WHAT TO WORK ON. Your answer should be one number: the count of lines in the data below that include "within".

SOURCE RECORDS.
++++

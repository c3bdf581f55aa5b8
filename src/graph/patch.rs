use tracing::debug;
#[cfg(feature = "rtrb")]
use tracing::warn;

#[cfg(feature = "rtrb")]
use rtrb::Consumer;

use crate::error::{BuildError, ControlError};
#[cfg(feature = "rtrb")]
use crate::graph::control::Controller;
use crate::graph::control::{NodeControl, Tap};
use crate::graph::node::Node;
use crate::sample::StereoSample;

/// Stable handle to one node of a [`Patch`].
///
/// Only meaningful for the patch that issued it; ids are never reused within
/// a patch's lifetime.
#[derive(Debug, Clone, Copy, PartialEq, Eq, Hash)]
pub struct NodeId(u32);

impl NodeId {
    #[cfg(test)]
    pub(crate) fn test(index: u32) -> Self {
        Self(index)
    }
}

struct Slot {
    node: Node,
    layer: u32,
    output: bool,
    /// Arena indices of the nodes this one primes each tick.
    targets: Vec<u32>,
    taps: Vec<Tap>,
    #[cfg(feature = "rtrb")]
    inbox: Option<Consumer<NodeControl>>,
}

/*
Patch
=====

The signal graph: an arena of nodes plus the order they run in. One call to
`tick` advances the whole graph by exactly one sample: every node evaluates
once and every edge carries one sample, with the flagged outputs summed into
the returned mix.

Correct dataflow rests on a single rule: edges climb layers. A node at layer
n may only feed nodes at layers > n, which `connect` enforces, so running
nodes in ascending layer order means every parent has already primed its
children before any child evaluates. `order` keeps the arena indices sorted
by layer (stable for ties) and is maintained incrementally at insertion;
nothing is sorted or allocated on the tick path.
*/
pub struct Patch {
    slots: Vec<Slot>,
    order: Vec<u32>,
}

impl Patch {
    pub fn new() -> Self {
        Self {
            slots: Vec::new(),
            order: Vec::new(),
        }
    }

    /// Adds a node at `layer`. Its sample goes only where edges route it;
    /// see [`add_output`](Patch::add_output) for nodes that feed the mix.
    pub fn add_node(&mut self, node: Node, layer: u32) -> NodeId {
        self.insert(node, layer, false)
    }

    /// Adds a node at `layer` whose sample is also summed into the value
    /// [`tick`](Patch::tick) returns.
    pub fn add_output(&mut self, node: Node, layer: u32) -> NodeId {
        self.insert(node, layer, true)
    }

    fn insert(&mut self, node: Node, layer: u32, output: bool) -> NodeId {
        let index = self.slots.len() as u32;
        let at = self
            .order
            .partition_point(|&i| self.slots[i as usize].layer <= layer);
        self.order.insert(at, index);
        self.slots.push(Slot {
            node,
            layer,
            output,
            targets: Vec::new(),
            taps: Vec::new(),
            #[cfg(feature = "rtrb")]
            inbox: None,
        });

        let id = NodeId(index);
        debug!(node = ?id, layer, output, "node added");
        id
    }

    /// Routes `from`'s sample into `to`'s input on every tick.
    ///
    /// The edge must climb: `from`'s layer strictly below `to`'s. Anything
    /// else is rejected here, at build time, because a flat or descending
    /// edge would let `to` consume its input before `from` contributed.
    pub fn connect(&mut self, from: NodeId, to: NodeId) -> Result<(), BuildError> {
        let from_layer = self.layer_of(from)?;
        let to_layer = self.layer_of(to)?;
        if from_layer >= to_layer {
            return Err(BuildError::LayerOrder {
                from,
                to,
                from_layer,
                to_layer,
            });
        }

        self.slots[from.0 as usize].targets.push(to.0);
        debug!(?from, from_layer, ?to, to_layer, "nodes connected");
        Ok(())
    }

    fn layer_of(&self, node: NodeId) -> Result<u32, BuildError> {
        self.slots
            .get(node.0 as usize)
            .map(|slot| slot.layer)
            .ok_or(BuildError::UnknownNode(node))
    }

    /// Registers an observer on `node`'s output. The returned [`Tap`] reads
    /// the node's most recent sample from any thread.
    pub fn add_tap(&mut self, node: NodeId) -> Result<Tap, BuildError> {
        let slot = self
            .slots
            .get_mut(node.0 as usize)
            .ok_or(BuildError::UnknownNode(node))?;

        let tap = Tap::new();
        slot.taps.push(tap.clone());
        Ok(tap)
    }

    /// Hands out `node`'s control queue, once.
    ///
    /// Messages sent through the returned [`Controller`] are applied at the
    /// top of the next [`tick`](Patch::tick), so the sender may live on any
    /// thread while the patch runs on the audio thread.
    #[cfg(feature = "rtrb")]
    pub fn controller(&mut self, node: NodeId) -> Result<Controller, BuildError> {
        let slot = self
            .slots
            .get_mut(node.0 as usize)
            .ok_or(BuildError::UnknownNode(node))?;
        if slot.inbox.is_some() {
            return Err(BuildError::ControllerTaken(node));
        }

        let (controller, inbox) = Controller::attach(node);
        slot.inbox = Some(inbox);
        Ok(controller)
    }

    /// Applies a control message to `node` immediately, between ticks.
    pub fn control(
        &mut self,
        node: NodeId,
        control: impl Into<NodeControl>,
    ) -> Result<(), ControlError> {
        let slot = self
            .slots
            .get_mut(node.0 as usize)
            .ok_or(ControlError::UnknownNode(node))?;
        dispatch(node, &mut slot.node, control.into())
    }

    /// Advances the graph by one sample and returns the mixed output.
    pub fn tick(&mut self) -> StereoSample {
        #[cfg(feature = "rtrb")]
        self.drain_inboxes();

        let mut mix = StereoSample::ZERO;
        for position in 0..self.order.len() {
            let index = self.order[position] as usize;
            let sample = self.slots[index].node.evaluate();

            for edge in 0..self.slots[index].targets.len() {
                let target = self.slots[index].targets[edge] as usize;
                self.slots[target].node.prime(sample);
            }
            for tap in &self.slots[index].taps {
                tap.publish(sample);
            }
            if self.slots[index].output {
                mix += sample;
            }
        }
        mix
    }

    #[cfg(feature = "rtrb")]
    fn drain_inboxes(&mut self) {
        for (index, slot) in self.slots.iter_mut().enumerate() {
            let Some(inbox) = slot.inbox.as_mut() else {
                continue;
            };
            while let Ok(control) = inbox.pop() {
                if let Err(error) = dispatch(NodeId(index as u32), &mut slot.node, control) {
                    warn!(node = index, %error, "queued control message not applied");
                }
            }
        }
    }

    pub fn len(&self) -> usize {
        self.slots.len()
    }

    pub fn is_empty(&self) -> bool {
        self.slots.is_empty()
    }
}

impl Default for Patch {
    fn default() -> Self {
        Self::new()
    }
}

/// Routes a control message to the matching role on `node`.
fn dispatch(id: NodeId, node: &mut Node, control: NodeControl) -> Result<(), ControlError> {
    match control {
        NodeControl::Generator(control) => match node.generator_mut() {
            Some(generator) => generator.control(control),
            None => Err(ControlError::NoGenerator(id)),
        },
        NodeControl::Modifier(control) => match node.modifier_mut() {
            Some(modifier) => modifier.control(control),
            None => Err(ControlError::NoModifier(id)),
        },
    }
}
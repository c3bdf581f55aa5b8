//! Benchmarks for hand-wired mixing patches.

use std::hint::black_box;

use criterion::{BenchmarkId, Criterion};

use cascade_dsp::dsp::Waveform;
use cascade_dsp::graph::echo::EchoNode;
use cascade_dsp::graph::gain::GainNode;
use cascade_dsp::graph::oscillator::OscNode;
use cascade_dsp::graph::{Node, Patch};
use cascade_dsp::DEFAULT_SAMPLE_RATE;

use crate::BLOCK_SIZES;

/// `voices` sawtooth oscillators, each through its own gain stage, all mixed
/// into a single echo on the output.
fn build(voices: usize) -> Patch {
    let mut patch = Patch::new();
    let echo = patch.add_output(Node::modifier(EchoNode::new(4_800, 0.3).unwrap()), 2);

    for voice in 0..voices {
        let frequency = 110.0 * (voice + 1) as f64;
        let osc = patch.add_node(
            Node::generator(OscNode::new(Waveform::Sawtooth, frequency, DEFAULT_SAMPLE_RATE).unwrap()),
            0,
        );
        let gain = patch.add_node(Node::modifier(GainNode::new(1.0 / voices as f32)), 1);
        patch.connect(osc, gain).unwrap();
        patch.connect(gain, echo).unwrap();
    }
    patch
}

pub fn bench_patch(c: &mut Criterion) {
    let mut group = c.benchmark_group("scenarios/patch");

    for &size in BLOCK_SIZES {
        for voices in [2, 8] {
            let mut patch = build(voices);
            group.bench_with_input(
                BenchmarkId::new(format!("{voices}_voices"), size),
                &size,
                |b, &size| {
                    b.iter(|| {
                        for _ in 0..size {
                            black_box(patch.tick());
                        }
                    })
                },
            );
        }
    }

    group.finish();
}
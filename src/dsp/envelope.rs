use crate::error::BuildError;
use crate::sample::StereoSample;

/*
Envelope Follower
=================

Tracks how loud a signal is, per channel, by rectifying it and smoothing
the result with a one-pole low-pass:

    rect = |x[n]|
    y[n] = a*(rect[n] + rect[n-1]) + b*y[n-1]

The trick is that (a, b) is not one pair but two. While the rectified
input sits ABOVE the current envelope the filter runs with coefficients
derived from the attack corner (high, e.g. 20 kHz -> the envelope snaps
up in a handful of samples); once the input falls BELOW the envelope it
switches to the release pair (low, e.g. 20 Hz -> the envelope sags over
milliseconds). Fast up, slow down is what makes speech modulation usable:
consonant onsets register immediately, but the envelope does not flutter
at the audio rate between waveform peaks.

Corners map to coefficients through the same bilinear warp as the
band-pass sections: theta = tan(pi*f/rate), a = theta/(1+theta),
b = (1-theta)/(1+theta), which keeps unity gain at DC.
*/

pub struct EnvelopeFollower {
    attack: (f64, f64),  // (a, b) while input exceeds the envelope
    release: (f64, f64), // (a, b) while it does not

    env: [f64; 2],
    prev_rect: [f64; 2],
}

impl EnvelopeFollower {
    /// `attack_hz` is the fast corner used while the signal rises,
    /// `release_hz` the slow one used while it falls.
    pub fn new(attack_hz: f64, release_hz: f64, sample_rate: f64) -> Result<Self, BuildError> {
        if !sample_rate.is_finite() || sample_rate <= 0.0 {
            return Err(BuildError::InvalidSampleRate(sample_rate));
        }
        Ok(Self {
            attack: one_pole(attack_hz, sample_rate)?,
            release: one_pole(release_hz, sample_rate)?,
            env: [0.0; 2],
            prev_rect: [0.0; 2],
        })
    }

    /// The output is the envelope itself, not the enveloped input; a node
    /// interactor multiplies it into whatever should ride the envelope.
    pub fn filter(&mut self, input: StereoSample) -> StereoSample {
        let x = [f64::from(input.left), f64::from(input.right)];

        for ch in 0..2 {
            let rect = x[ch].abs();
            let (a, b) = if rect > self.env[ch] {
                self.attack
            } else {
                self.release
            };
            self.env[ch] = a * (rect + self.prev_rect[ch]) + b * self.env[ch];
            self.prev_rect[ch] = rect;
        }

        StereoSample::new(self.env[0] as f32, self.env[1] as f32)
    }

    pub fn reset(&mut self) {
        self.env = [0.0; 2];
        self.prev_rect = [0.0; 2];
    }
}

fn one_pole(corner_hz: f64, sample_rate: f64) -> Result<(f64, f64), BuildError> {
    if !corner_hz.is_finite() || corner_hz <= 0.0 {
        return Err(BuildError::InvalidCorner(corner_hz));
    }
    let theta = (std::f64::consts::PI * corner_hz / sample_rate).tan();
    Ok((theta / (1.0 + theta), (1.0 - theta) / (1.0 + theta)))
}
use crate::error::BuildError;
use crate::sample::StereoSample;

/*
Feedback Echo
=============

A fixed-length delay whose OUTPUT is written back into the line, so one
impulse keeps re-emerging every `sample_delay` ticks, scaled by `ratio`
on each pass:

  input:   1  0  0  0    0  0  0     ...   (delay = 3, ratio = 0.5)
  output:  1  0  0  0.5  0  0  0.25  ...

The line starts full of silence, so the first wet read happens exactly
`sample_delay` ticks after the first write. Because the fed-back value is
the full output (wet + dry), |ratio| >= 1 diverges; that is left to the
caller on purpose, since runaway feedback is a sound some patches want.
*/

pub struct Echo {
    buffer: Vec<StereoSample>, // circular, length == sample_delay
    cursor: usize,
    ratio: f32,
}

impl Echo {
    /// A delay of zero samples would feed the output straight back into
    /// itself within one tick, so it is rejected here.
    pub fn new(sample_delay: usize, decay_ratio: f32) -> Result<Self, BuildError> {
        if sample_delay == 0 {
            return Err(BuildError::ZeroDelay);
        }
        Ok(Self {
            buffer: vec![StereoSample::ZERO; sample_delay],
            cursor: 0,
            ratio: decay_ratio,
        })
    }

    pub fn delay(&self) -> usize {
        self.buffer.len()
    }

    pub fn ratio(&self) -> f32 {
        self.ratio
    }

    pub fn set_ratio(&mut self, ratio: f32) {
        self.ratio = ratio;
    }

    pub fn filter(&mut self, dry: StereoSample) -> StereoSample {
        // The slot under the cursor holds the sample written exactly
        // `sample_delay` ticks ago; reuse it for this tick's output.
        let wet = self.buffer[self.cursor];
        let out = wet * self.ratio + dry;

        self.buffer[self.cursor] = out;
        self.cursor = (self.cursor + 1) % self.buffer.len();

        out
    }

    pub fn reset(&mut self) {
        self.buffer.fill(StereoSample::ZERO);
        self.cursor = 0;
    }
}
use crate::dsp::echo::Echo;
use crate::error::{BuildError, ControlError};
use crate::graph::control::ModifierControl;
use crate::graph::node::Modifier;
use crate::sample::StereoSample;

/// [`Echo`] as a graph modifier. Answers [`ModifierControl::SetRatio`].
pub struct EchoNode {
    echo: Echo,
}

impl EchoNode {
    pub fn new(sample_delay: usize, decay_ratio: f32) -> Result<Self, BuildError> {
        Ok(Self {
            echo: Echo::new(sample_delay, decay_ratio)?,
        })
    }
}

impl Modifier for EchoNode {
    fn filter(&mut self, input: StereoSample) -> StereoSample {
        self.echo.filter(input)
    }

    fn control(&mut self, control: ModifierControl) -> Result<(), ControlError> {
        match control {
            ModifierControl::SetRatio(ratio) => {
                self.echo.set_ratio(ratio);
                Ok(())
            }
            other => Err(ControlError::Unsupported {
                kind: "echo",
                control: other.name(),
            }),
        }
    }
}
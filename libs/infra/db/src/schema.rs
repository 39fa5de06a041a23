// [libs/infra/db/src/schema.rs]
/*!
 * =================================================================
 * APARATO: SOVEREIGN DATABASE SCHEMA (GOLD MASTER)
 * CLASIFICACIÓN: INFRASTRUCTURE LAYER (ESTRATO L3)
 * RESPONSABILIDAD: GOBERNANZA ESTRUCTURAL E IDEMPOTENCIA TOTAL
 *
 * Tres estratos: solidificación de tablas base, evolución por columnas
 * añadidas (tolerante a "duplicate column name" en migraciones en
 * caliente), endurecimiento por índices de aceleración.
 * =================================================================
 */

use anyhow::{Context, Result};
use libsql::Connection;
use tracing::{debug, info, instrument, warn};

const TACTICAL_TABLES: &[(&str, &str)] = &[
    ("TABLE_APPS", r#"
        CREATE TABLE IF NOT EXISTS apps (
            id TEXT PRIMARY KEY,
            platform TEXT NOT NULL,
            owner_ref TEXT NOT NULL,
            deleted_at DATETIME,
            created_at DATETIME DEFAULT CURRENT_TIMESTAMP
        );
    "#),
    ("TABLE_CHANNELS", r#"
        CREATE TABLE IF NOT EXISTS channels (
            id TEXT PRIMARY KEY,
            app_id TEXT NOT NULL,
            name TEXT NOT NULL,
            is_default INTEGER NOT NULL DEFAULT 0,
            rollout_percentage INTEGER NOT NULL DEFAULT 100,
            targeting_rules TEXT NOT NULL DEFAULT '{}',
            active_release_id TEXT,
            UNIQUE(app_id, name)
        );
    "#),
    ("TABLE_RELEASES", r#"
        CREATE TABLE IF NOT EXISTS releases (
            id TEXT PRIMARY KEY,
            app_id TEXT NOT NULL,
            channel_id TEXT,
            version TEXT NOT NULL,
            bundle_url TEXT NOT NULL,
            bundle_size INTEGER NOT NULL,
            bundle_hash TEXT NOT NULL,
            rollout_percentage INTEGER NOT NULL DEFAULT 100,
            targeting_rules TEXT NOT NULL DEFAULT '{}',
            status TEXT NOT NULL DEFAULT 'pending',
            rollback_reason TEXT,
            release_notes TEXT,
            lease_owner TEXT,
            lease_expires_at DATETIME,
            created_at DATETIME DEFAULT CURRENT_TIMESTAMP,
            updated_at DATETIME DEFAULT CURRENT_TIMESTAMP
        );
    "#),
    ("TABLE_DEVICES", r#"
        CREATE TABLE IF NOT EXISTS devices (
            device_id TEXT PRIMARY KEY,
            app_id TEXT NOT NULL,
            platform TEXT NOT NULL,
            current_bundle_version TEXT,
            current_bundle_hash TEXT,
            last_seen_at DATETIME DEFAULT CURRENT_TIMESTAMP,
            crash_count INTEGER NOT NULL DEFAULT 0
        );
    "#),
    ("TABLE_HEALTH_REPORTS", r#"
        CREATE TABLE IF NOT EXISTS health_reports (
            release_id TEXT NOT NULL,
            device_id TEXT NOT NULL,
            kind TEXT NOT NULL,
            missing_events TEXT NOT NULL DEFAULT '[]',
            created_at DATETIME DEFAULT CURRENT_TIMESTAMP,
            PRIMARY KEY(release_id, device_id)
        );
    "#),
    ("TABLE_HEALTH_ACTIVATIONS", r#"
        CREATE TABLE IF NOT EXISTS health_activations (
            release_id TEXT NOT NULL,
            device_id TEXT NOT NULL,
            activated_at DATETIME DEFAULT CURRENT_TIMESTAMP,
            PRIMARY KEY(release_id, device_id)
        );
    "#),
    ("TABLE_ROLLBACK_RECORDS", r#"
        CREATE TABLE IF NOT EXISTS rollback_records (
            id TEXT PRIMARY KEY,
            release_id TEXT NOT NULL,
            device_id TEXT,
            reason TEXT NOT NULL,
            previous_version TEXT,
            timestamp DATETIME DEFAULT CURRENT_TIMESTAMP
        );
    "#),
    ("TABLE_HEALTH_CONFIGS", r#"
        CREATE TABLE IF NOT EXISTS health_configs (
            app_id TEXT PRIMARY KEY,
            events_json TEXT NOT NULL DEFAULT '[]',
            endpoints_json TEXT NOT NULL DEFAULT '[]',
            window_seconds INTEGER,
            min_sample INTEGER,
            failure_threshold REAL,
            sweep_interval_seconds INTEGER
        );
    "#),
];

const EVOLUTIONARY_STRATA: &[(&str, &str)] = &[
    ("RELEASE_LEASE_OWNER", "ALTER TABLE releases ADD COLUMN lease_owner TEXT"),
    ("RELEASE_LEASE_EXPIRES", "ALTER TABLE releases ADD COLUMN lease_expires_at DATETIME"),
];

const ACCELERATION_INDEXES: &[(&str, &str)] = &[
    ("IDX_CHANNELS_APP", "CREATE INDEX IF NOT EXISTS idx_channels_app ON channels(app_id);"),
    ("IDX_RELEASES_CHANNEL", "CREATE INDEX IF NOT EXISTS idx_releases_channel ON releases(channel_id, status);"),
    ("IDX_RELEASES_APP", "CREATE INDEX IF NOT EXISTS idx_releases_app ON releases(app_id);"),
    ("IDX_DEVICES_APP", "CREATE INDEX IF NOT EXISTS idx_devices_app ON devices(app_id);"),
    ("IDX_HEALTH_REPORTS_RELEASE", "CREATE INDEX IF NOT EXISTS idx_health_reports_release ON health_reports(release_id, created_at);"),
    ("IDX_HEALTH_ACTIVATIONS_RELEASE", "CREATE INDEX IF NOT EXISTS idx_health_activations_release ON health_activations(release_id, activated_at);"),
    ("IDX_ROLLBACK_RELEASE", "CREATE INDEX IF NOT EXISTS idx_rollback_release ON rollback_records(release_id);"),
];

#[instrument(skip(database_connection))]
pub async fn apply_full_sovereign_schema(database_connection: &Connection) -> Result<()> {
    info!("🏗️ [SCHEMA_ENGINE]: Initiating structural synchronization...");

    solidify_base_strata(database_connection).await?;
    execute_evolutionary_repair(database_connection).await?;
    harden_access_layer(database_connection).await?;

    info!("✅ [SCHEMA_ENGINE]: Tactical ledger level and certified.");
    Ok(())
}

async fn solidify_base_strata(db: &Connection) -> Result<()> {
    for (identifier, sql) in TACTICAL_TABLES {
        debug!("  ↳ Solidifying: {}", identifier);
        db.execute(sql, ())
            .await
            .with_context(|| format!("CRITICAL_SOLIDIFICATION_FAULT: {identifier}"))?;
    }
    Ok(())
}

async fn execute_evolutionary_repair(db: &Connection) -> Result<()> {
    for (identifier, sql) in EVOLUTIONARY_STRATA {
        match db.execute(sql, ()).await {
            Ok(_) => info!("  🟢 [REPAIR_OK]: Applied evolutionary stratum {}", identifier),
            Err(error) => {
                let message = error.to_string();
                if message.contains("duplicate column name") {
                    debug!("  ⚪ [REPAIR_SKIP]: {} already level.", identifier);
                } else {
                    warn!("  ⚠️ [REPAIR_BYPASS]: {} check incomplete: {}", identifier, message);
                }
            }
        }
    }
    Ok(())
}

async fn harden_access_layer(db: &Connection) -> Result<()> {
    for (identifier, sql) in ACCELERATION_INDEXES {
        debug!("  ↳ Hardening: {}", identifier);
        db.execute(sql, ())
            .await
            .with_context(|| format!("CRITICAL_HARDENING_FAULT: {identifier}"))?;
    }
    Ok(())
}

++++

OUTPUT. 2